The student news site of Guilford College

The Guilfordian

The student news site of Guilford College

The Guilfordian

Remake Guess Who shows flip side of Hollywood norms

(www.blackfilm.com)
(www.blackfilm.com)

Boy meets girl. They decide to get engaged. Boy plans to meet girl’s parents. Boy and girl arrive at the front doorstep of her adoring, open-minded and “liberal” parent, to surprise mom and dad.

Guess who’s coming to dinner?

Percy Jones (Bernie Mac) is a prideful man who thinks he knows everything, especially when it comes to his family.

His daughter Theresa (Zoe Saldana) announces that she will bring her new boyfriend Simon Green (Ashton Kutcher), a successful stockbroker, home to meet Percy, mother Marilyn (Judith Scott) and the rest of the Jones clan.
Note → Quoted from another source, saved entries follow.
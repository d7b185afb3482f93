//! Error types for the market data core.

use serde::{Deserialize, Serialize};
use thiserror::Error;

/// Top-level error for the binary and configuration paths.
#[derive(Error, Debug)]
pub enum MarketError {
    #[error("Configuration error: {0}")]
    Config(String),

    #[error("Fetch error: {0}")]
    Fetch(#[from] FetchError),

    #[error("Cache error: {0}")]
    Cache(#[from] CacheError),

    #[error("Indicator error: {0}")]
    Indicator(#[from] IndicatorError),

    #[error("Validation error: {0}")]
    Validation(#[from] ValidationError),

    #[error("IO error: {0}")]
    Io(#[from] std::io::Error),

    #[error("Serialization error: {0}")]
    Serialization(String),

    #[error("Internal error: {0}")]
    Internal(String),
}

/// Per-symbol fetch failures.
///
/// Cloneable so that a single failure can be reported in a snapshot result
/// and logged without giving up ownership.
#[derive(Error, Debug, Clone, PartialEq, Serialize, Deserialize)]
pub enum FetchError {
    #[error("circuit open for source '{source_name}' (retry in {retry_in_secs}s)")]
    CircuitOpen {
        source_name: String,
        retry_in_secs: u64,
    },

    #[error("transient upstream failure: {0}")]
    Transient(String),

    #[error("upstream request timed out after {0}ms")]
    Timeout(u64),

    #[error("rate limited by provider (retry after {retry_after_secs:?}s)")]
    RateLimited { retry_after_secs: Option<u64> },

    #[error("symbol not found: {0}")]
    SymbolNotFound(String),

    #[error("unexpected response format: {0}")]
    ResponseFormat(String),

    #[error("no valid bars for {symbol} ({rejected} rejected)")]
    NoValidBars { symbol: String, rejected: usize },

    #[error("batch deadline exceeded before the symbol resolved")]
    DeadlineExceeded,

    #[error("indicator computation failed: {0}")]
    Indicator(String),
}

impl FetchError {
    /// Whether a failed attempt may be repeated within the same call.
    pub fn is_retryable(&self) -> bool {
        matches!(
            self,
            FetchError::Transient(_) | FetchError::Timeout(_) | FetchError::RateLimited { .. }
        )
    }

    /// Whether this outcome counts as a failure against the upstream source.
    ///
    /// A missing symbol or an all-invalid series is an answer from a healthy
    /// upstream, not an outage. An unparseable response (an HTML error page,
    /// a truncated body) is treated as an outage but is not retried.
    pub fn is_source_failure(&self) -> bool {
        matches!(
            self,
            FetchError::Transient(_)
                | FetchError::Timeout(_)
                | FetchError::RateLimited { .. }
                | FetchError::ResponseFormat(_)
        )
    }

    /// Short stable label used in structured logs and JSON output.
    pub fn kind(&self) -> &'static str {
        match self {
            FetchError::CircuitOpen { .. } => "circuit_open",
            FetchError::Transient(_) => "transient",
            FetchError::Timeout(_) => "timeout",
            FetchError::RateLimited { .. } => "rate_limited",
            FetchError::SymbolNotFound(_) => "symbol_not_found",
            FetchError::ResponseFormat(_) => "response_format",
            FetchError::NoValidBars { .. } => "no_valid_bars",
            FetchError::DeadlineExceeded => "deadline_exceeded",
            FetchError::Indicator(_) => "indicator",
        }
    }
}

/// A bar that violates the OHLCV invariants.
#[derive(Error, Debug, Clone, Copy, PartialEq, Eq)]
pub enum ValidationError {
    #[error("non-finite {0}")]
    NonFinite(&'static str),

    #[error("negative price")]
    NegativePrice,

    #[error("high<low")]
    HighBelowLow,

    #[error("high<max(open,close)")]
    HighBelowBody,

    #[error("low>min(open,close)")]
    LowAboveBody,

    #[error("volume<0")]
    NegativeVolume,

    #[error("duplicate date")]
    DuplicateDate,
}

impl ValidationError {
    /// The rejection reason as reported to callers and logs.
    pub fn reason(&self) -> String {
        self.to_string()
    }
}

/// Cache tier errors.
#[derive(Error, Debug, Clone, PartialEq)]
pub enum CacheError {
    #[error("cache store unavailable: {0}")]
    Unavailable(String),

    #[error("cache serialization error: {0}")]
    Serialization(String),
}

/// Indicator calculation errors.
#[derive(Error, Debug, Clone, PartialEq)]
pub enum IndicatorError {
    #[error("Insufficient data: need {required} points, have {available}")]
    InsufficientData { required: usize, available: usize },

    #[error("Invalid parameter: {0}")]
    InvalidParameter(String),

    #[error("Calculation error: {0}")]
    CalculationError(String),
}

/// Result type alias for top-level operations.
pub type MarketResult<T> = Result<T, MarketError>;
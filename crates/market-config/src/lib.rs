//! Configuration management.

mod settings;

pub use settings::{AppConfig, AppSettings, LoggingConfig, ProviderConfig, ProviderKind};

use config::{Config, ConfigError, Environment, File};
use std::path::Path;

/// Environment variable prefix; `MARKET__FETCHER__MAX_CONCURRENCY=2` overrides `fetcher.max_concurrency`.
pub const ENV_PREFIX: &str = "MARKET";

/// Load configuration from file and environment.
pub fn load_config(path: &Path) -> Result<AppConfig, ConfigError> {
    let config = Config::builder()
        .add_source(File::from(path).required(true))
        .add_source(
            Environment::with_prefix(ENV_PREFIX)
                .separator("__")
                .try_parsing(true),
        )
        .build()?;

    config.try_deserialize()
}
//! Lookback periods for market data requests.

use serde::{Deserialize, Serialize};
use std::fmt;
use std::str::FromStr;

/// Lookback window for a daily bar request.
#[derive(Debug, Clone, Copy, PartialEq, Eq, Hash, Serialize, Deserialize, Default)]
pub enum Period {
    /// Five trading days
    #[serde(rename = "5d")]
    FiveDays,
    /// One month
    #[serde(rename = "1mo")]
    OneMonth,
    /// Three months
    #[serde(rename = "3mo")]
    ThreeMonths,
    /// Six months
    #[serde(rename = "6mo")]
    #[default]
    SixMonths,
    /// One year
    #[serde(rename = "1y")]
    OneYear,
    /// Two years
    #[serde(rename = "2y")]
    TwoYears,
    /// Five years
    #[serde(rename = "5y")]
    FiveYears,
}

impl Period {
    /// Approximate length of the window in calendar days.
    pub fn as_days(&self) -> i64 {
        match self {
            Period::FiveDays => 7,
            Period::OneMonth => 31,
            Period::ThreeMonths => 92,
            Period::SixMonths => 183,
            Period::OneYear => 366,
            Period::TwoYears => 731,
            Period::FiveYears => 1827,
        }
    }

    /// Range token understood by the upstream chart API.
    pub fn as_range(&self) -> &'static str {
        match self {
            Period::FiveDays => "5d",
            Period::OneMonth => "1mo",
            Period::ThreeMonths => "3mo",
            Period::SixMonths => "6mo",
            Period::OneYear => "1y",
            Period::TwoYears => "2y",
            Period::FiveYears => "5y",
        }
    }

    /// Get all available periods.
    pub fn all() -> &'static [Period] {
        &[
            Period::FiveDays,
            Period::OneMonth,
            Period::ThreeMonths,
            Period::SixMonths,
            Period::OneYear,
            Period::TwoYears,
            Period::FiveYears,
        ]
    }
}

impl fmt::Display for Period {
    fn fmt(&self, f: &mut fmt::Formatter<'_>) -> fmt::Result {
        f.write_str(self.as_range())
    }
}

impl FromStr for Period {
    type Err = String;

    fn from_str(s: &str) -> Result<Self, Self::Err> {
        match s.to_lowercase().as_str() {
            "5d" | "week" => Ok(Period::FiveDays),
            "1mo" | "1m" | "month" => Ok(Period::OneMonth),
            "3mo" | "3m" | "quarter" => Ok(Period::ThreeMonths),
            "6mo" | "6m" => Ok(Period::SixMonths),
            "1y" | "year" => Ok(Period::OneYear),
            "2y" => Ok(Period::TwoYears),
            "5y" => Ok(Period::FiveYears),
            _ => Err(format!("Invalid period: {}", s)),
        }
    }
}
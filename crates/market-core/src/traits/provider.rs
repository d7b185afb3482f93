//! Upstream provider adapter trait.

use crate::error::FetchError;
use crate::types::{Bar, Period};
use async_trait::async_trait;

/// Narrow adapter over an upstream market-data source.
///
/// Implementations translate a provider's wire format into bars and its
/// failure modes into [`FetchError`]. They do not retry, throttle or track
/// circuit state: the fetcher owns all of that, so swapping a provider never
/// touches concurrency or backoff logic.
#[async_trait]
pub trait BarProvider: Send + Sync {
    /// Fetch daily bars for `symbol` covering `period`.
    ///
    /// # Returns
    /// Raw, unvalidated bars. Ordering and duplicates are not guaranteed.
    async fn fetch_bars(&self, symbol: &str, period: Period) -> Result<Vec<Bar>, FetchError>;

    /// Stable source identifier, used to key circuit breakers and logs.
    fn name(&self) -> &str;
}
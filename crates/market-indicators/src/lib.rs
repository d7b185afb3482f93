//! Technical indicators for the market data core.
//!
//! This crate provides the indicators derived from validated bar series:
//! - On-balance volume (OBV)
//! - Chaikin money flow (CMF)
//! - Relative strength against a benchmark, its momentum, and the rotation quadrant
//!
//! The volume kernels have SIMD implementations; outputs are deterministic
//! so cached and recomputed values always agree.

pub mod engine;
pub mod money_flow;
pub mod obv;
pub mod relative_strength;
pub mod simd;

pub use engine::{IndicatorConfig, IndicatorEngine};
pub use money_flow::{ChaikinMoneyFlow, CmfOutput, DEFAULT_CMF_PERIOD};
pub use obv::Obv;
pub use relative_strength::{
    period_return, relative_strength, RelativeStrength, RelativeStrengthOutput,
    DEFAULT_MOMENTUM_LOOKBACK,
};
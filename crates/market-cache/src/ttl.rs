//! Time-of-day TTL policy for the shared tier.
//!
//! Data goes stale quickly while the exchange is trading and barely changes
//! outside the session, so shared entries live longer off-hours. There is no
//! holiday calendar: a weekday holiday is treated as a trading day.

use chrono::{DateTime, Datelike, NaiveTime, Utc, Weekday};
use chrono_tz::Tz;
use market_core::error::MarketError;
use serde::{Deserialize, Serialize};
use std::time::Duration;

/// Shared-tier TTL while the market is open.
pub const DEFAULT_ACTIVE_TTL_SECS: u64 = 300;

/// Shared-tier TTL outside trading hours.
pub const DEFAULT_INACTIVE_TTL_SECS: u64 = 3600;

/// Market-hours calendar and the TTLs it selects between.
#[derive(Debug, Clone, PartialEq, Eq, Serialize, Deserialize)]
#[serde(default)]
pub struct MarketHoursConfig {
    /// IANA time zone of the exchange
    pub timezone: String,
    /// Session open, `HH:MM` local time
    pub open: String,
    /// Session close, `HH:MM` local time (exclusive)
    pub close: String,
    pub trading_days: Vec<Weekday>,
    pub active_ttl_secs: u64,
    pub inactive_ttl_secs: u64,
}

impl Default for MarketHoursConfig {
    fn default() -> Self {
        Self {
            timezone: "America/New_York".to_string(),
            open: "09:30".to_string(),
            close: "16:00".to_string(),
            trading_days: vec![Weekday::Mon, Weekday::Tue, Weekday::Wed, Weekday::Thu, Weekday::Fri],
            active_ttl_secs: DEFAULT_ACTIVE_TTL_SECS,
            inactive_ttl_secs: DEFAULT_INACTIVE_TTL_SECS,
        }
    }
}

fn parse_time(field: &str, value: &str) -> Result<NaiveTime, MarketError> {
    NaiveTime::parse_from_str(value, "%H:%M")
        .map_err(|e| MarketError::Config(format!("invalid market {field} time '{value}': {e}")))
}

/// TTL as a pure function of wall-clock time.
#[derive(Debug, Clone)]
pub struct MarketHoursTtl {
    tz: Tz,
    open: NaiveTime,
    close: NaiveTime,
    trading_days: Vec<Weekday>,
    active_ttl: Duration,
    inactive_ttl: Duration,
}

impl MarketHoursTtl {
    /// Build the policy, rejecting unknown zones and inverted sessions.
    pub fn from_config(config: &MarketHoursConfig) -> Result<Self, MarketError> {
        let tz: Tz = config
            .timezone
            .parse()
            .map_err(|e| MarketError::Config(format!("unknown time zone '{}': {e}", config.timezone)))?;
        let open = parse_time("open", &config.open)?;
        let close = parse_time("close", &config.close)?;
        if open >= close {
            return Err(MarketError::Config(format!(
                "market open {} must be before close {}",
                config.open, config.close
            )));
        }

        Ok(Self {
            tz,
            open,
            close,
            trading_days: config.trading_days.clone(),
            active_ttl: Duration::from_secs(config.active_ttl_secs),
            inactive_ttl: Duration::from_secs(config.inactive_ttl_secs),
        })
    }

    /// Whether `now` falls inside a trading session.
    pub fn is_market_active(&self, now: DateTime<Utc>) -> bool {
        let local = now.with_timezone(&self.tz);
        if !self.trading_days.contains(&local.weekday()) {
            return false;
        }
        let time = local.time();
        time >= self.open && time < self.close
    }

    /// Shared-tier TTL for an entry written at `now`.
    pub fn l2_ttl(&self, now: DateTime<Utc>) -> Duration {
        if self.is_market_active(now) {
            self.active_ttl
        } else {
            self.inactive_ttl
        }
    }
}

impl Default for MarketHoursTtl {
    fn default() -> Self {
        Self {
            tz: chrono_tz::America::New_York,
            open: NaiveTime::from_hms_opt(9, 30, 0).unwrap_or(NaiveTime::MIN),
            close: NaiveTime::from_hms_opt(16, 0, 0).unwrap_or(NaiveTime::MIN),
            trading_days: MarketHoursConfig::default().trading_days,
            active_ttl: Duration::from_secs(DEFAULT_ACTIVE_TTL_SECS),
            inactive_ttl: Duration::from_secs(DEFAULT_INACTIVE_TTL_SECS),
        }
    }
}

#[cfg(test)]
mod tests {
    use super::*;
    use chrono::TimeZone;

    fn utc(y: i32, m: u32, d: u32, h: u32, min: u32) -> DateTime<Utc> {
        Utc.with_ymd_and_hms(y, m, d, h, min, 0).unwrap()
    }

    #[test]
    fn test_active_during_session() {
        let policy = MarketHoursTtl::default();
        // Wednesday 2024-03-13, 10:00 EDT
        assert_eq!(policy.l2_ttl(utc(2024, 3, 13, 14, 0)), Duration::from_secs(300));
    }

    #[test]
    fn test_session_boundaries() {
        let policy = MarketHoursTtl::default();
        // 09:30 EST opens, 16:00 EST is closed (January, UTC-5)
        assert!(policy.is_market_active(utc(2024, 1, 10, 14, 30)));
        assert!(!policy.is_market_active(utc(2024, 1, 10, 14, 29)));
        assert!(policy.is_market_active(utc(2024, 1, 10, 20, 59)));
        assert!(!policy.is_market_active(utc(2024, 1, 10, 21, 0)));
    }

    #[test]
    fn test_weekend_inactive() {
        let policy = MarketHoursTtl::default();
        // Saturday 2024-03-16, 11:00 EDT
        assert_eq!(policy.l2_ttl(utc(2024, 3, 16, 15, 0)), Duration::from_secs(3600));
    }

    #[test]
    fn test_from_config_matches_default() {
        let policy = MarketHoursTtl::from_config(&MarketHoursConfig::default()).unwrap();
        let now = utc(2024, 7, 2, 15, 0);
        assert_eq!(policy.l2_ttl(now), MarketHoursTtl::default().l2_ttl(now));
    }

    #[test]
    fn test_rejects_bad_config() {
        let bad_zone = MarketHoursConfig {
            timezone: "Mars/Olympus".into(),
            ..Default::default()
        };
        assert!(MarketHoursTtl::from_config(&bad_zone).is_err());

        let inverted = MarketHoursConfig {
            open: "16:00".into(),
            close: "09:30".into(),
            ..Default::default()
        };
        assert!(MarketHoursTtl::from_config(&inverted).is_err());
    }
}
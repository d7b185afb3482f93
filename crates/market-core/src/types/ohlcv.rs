//! OHLCV (Open, High, Low, Close, Volume) data types.

use chrono::{DateTime, NaiveDate, Utc};
use serde::{Deserialize, Serialize};

use super::Period;

/// Compact OHLCV bar.
/// Uses f64 for fast indicator calculations.
#[derive(Debug, Clone, Copy, PartialEq, Serialize, Deserialize)]
#[repr(C)]
pub struct Bar {
    /// Unix timestamp in milliseconds
    pub timestamp: i64,
    /// Opening price
    pub open: f64,
    /// Highest price
    pub high: f64,
    /// Lowest price
    pub low: f64,
    /// Closing price
    pub close: f64,
    /// Trading volume
    pub volume: f64,
}

impl Bar {
    /// Create a new bar.
    pub fn new(timestamp: i64, open: f64, high: f64, low: f64, close: f64, volume: f64) -> Self {
        Self {
            timestamp,
            open,
            high,
            low,
            close,
            volume,
        }
    }

    /// Create a bar stamped at midnight UTC of the given date.
    pub fn on_date(date: NaiveDate, open: f64, high: f64, low: f64, close: f64, volume: f64) -> Self {
        let timestamp = date
            .and_hms_opt(0, 0, 0)
            .map(|dt| dt.and_utc().timestamp_millis())
            .unwrap_or_default();
        Self::new(timestamp, open, high, low, close, volume)
    }

    /// Upper edge of the candle body.
    #[inline]
    pub fn body_high(&self) -> f64 {
        self.open.max(self.close)
    }

    /// Lower edge of the candle body.
    #[inline]
    pub fn body_low(&self) -> f64 {
        self.open.min(self.close)
    }

    /// Get the timestamp as a DateTime.
    pub fn datetime(&self) -> DateTime<Utc> {
        DateTime::from_timestamp_millis(self.timestamp).unwrap_or(DateTime::UNIX_EPOCH)
    }

    /// Calendar date (UTC) of the bar, used for duplicate detection and
    /// series alignment.
    pub fn date(&self) -> NaiveDate {
        self.datetime().date_naive()
    }
}

/// Ordered bars for one instrument: time-ascending, no duplicate dates.
///
/// Constructed by the validator; downstream consumers only borrow it.
#[derive(Debug, Clone, PartialEq, Serialize, Deserialize)]
pub struct SymbolSeries {
    /// Symbol identifier
    pub symbol: String,
    /// Lookback window the bars were requested for
    pub period: Period,
    bars: Vec<Bar>,
}

impl SymbolSeries {
    /// Wrap bars that are already sorted and de-duplicated.
    pub fn new(symbol: impl Into<String>, period: Period, bars: Vec<Bar>) -> Self {
        debug_assert!(bars.windows(2).all(|w| w[0].date() < w[1].date()));
        Self {
            symbol: symbol.into(),
            period,
            bars,
        }
    }

    /// Get the number of bars.
    #[inline]
    pub fn len(&self) -> usize {
        self.bars.len()
    }

    /// Check if the series is empty.
    #[inline]
    pub fn is_empty(&self) -> bool {
        self.bars.is_empty()
    }

    /// Get all bars as a slice.
    pub fn bars(&self) -> &[Bar] {
        &self.bars
    }

    /// Get the first bar.
    pub fn first(&self) -> Option<&Bar> {
        self.bars.first()
    }

    /// Get the last bar.
    pub fn last(&self) -> Option<&Bar> {
        self.bars.last()
    }

    /// Extract close prices as a vector.
    pub fn closes(&self) -> Vec<f64> {
        self.bars.iter().map(|b| b.close).collect()
    }

    /// Extract high prices as a vector.
    pub fn highs(&self) -> Vec<f64> {
        self.bars.iter().map(|b| b.high).collect()
    }

    /// Extract low prices as a vector.
    pub fn lows(&self) -> Vec<f64> {
        self.bars.iter().map(|b| b.low).collect()
    }

    /// Extract volumes as a vector.
    pub fn volumes(&self) -> Vec<f64> {
        self.bars.iter().map(|b| b.volume).collect()
    }

    /// Get an iterator over the bars.
    pub fn iter(&self) -> impl Iterator<Item = &Bar> {
        self.bars.iter()
    }
}
//! Indicator trait definitions.

use crate::error::IndicatorError;
use crate::types::SymbolSeries;

/// Indicator computed from a full OHLCV series.
///
/// Implementations must be pure: the same series always yields the same
/// output, bit for bit.
pub trait SeriesIndicator: Send + Sync {
    /// The output type of the indicator.
    type Output;

    /// Calculate indicator values for the given series.
    ///
    /// # Arguments
    /// * `series` - Validated, time-ascending bars
    ///
    /// # Returns
    /// One value per bar
    fn calculate(&self, series: &SymbolSeries) -> Vec<Self::Output>;

    /// Get the minimum number of bars for a fully defined value.
    fn period(&self) -> usize;

    /// Get the name of the indicator.
    fn name(&self) -> &str;

    /// Validate that there's enough data.
    fn validate_data(&self, series: &SymbolSeries) -> Result<(), IndicatorError> {
        if series.len() < self.period() {
            return Err(IndicatorError::InsufficientData {
                required: self.period(),
                available: series.len(),
            });
        }
        Ok(())
    }
}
More than eager to meet this young man, Percy has already envisioned him as a combination of Denzel Washington, Colin Powell and Tiger Woods. In order to get a jump on the situation, Percy runs a credit report on Simon and is very impressed with him on paper, due in part to the fact that Theresa’s ex-boyfriends were all struggling artist types.

He has no idea that Theresa and Simon plan to announce their engagement at Percy and Marilyn’s anniversary party. And that is not the only surprise the newly engaged couple neglected to share before Theresa presents her boyfriend o her parents: Percy is white.

Guess Who? is a remake of the 1967 classic Guess Who’s Coming to Dinner? starring Katharine Hepburn, Spencer Tracey and Sydney Poitier.

In the original, Hepburn and Tracy play the liberal parents of a daughter who decides to surprise them with a dinner guest. They are then awed by the appearance of Poitier, the dinner guest, not only because their daughter is engaged, not only because Poitier is a successful doctor, but because he is black.

The obvious discomfort with the situation wears on the faces of Hepburn and Tracy like bad drag queen make-up.

In the 2005 version, a more comedic but just as taboo stance is taken on the issue of interracial relationships. Humor is used to address the issues faced by many who happen to fall in love with someone of another race.

Scenes like the one at the dinner table when Simon tries to prove he is not prejudiced by telling black jokes are perfect examples of how barriers can be broken down as long as everyone can laugh at themselves sometimes.

The fact the Theresa comes from a well-to-do black family and Simon, a white male, is from a single-parent home speaks volumes to the change that is slowly taking place in Hollywood to give a more fair depiction of what the world is really like.

The flip side is the norm in Hollywood: the representation of whites as socioeconomically superior. So when moviegoers leave the theater, they take with them a reinforced picture of stereotypical depictions of different races.

It is safe to say that this movie could not have been more tasteful and truthful than it was with Kutcher and Mac heading the cast. Without going overboard, the humorous points were sufficient but did not overshadow the film’s lessons: be open-minded and non-judgmental.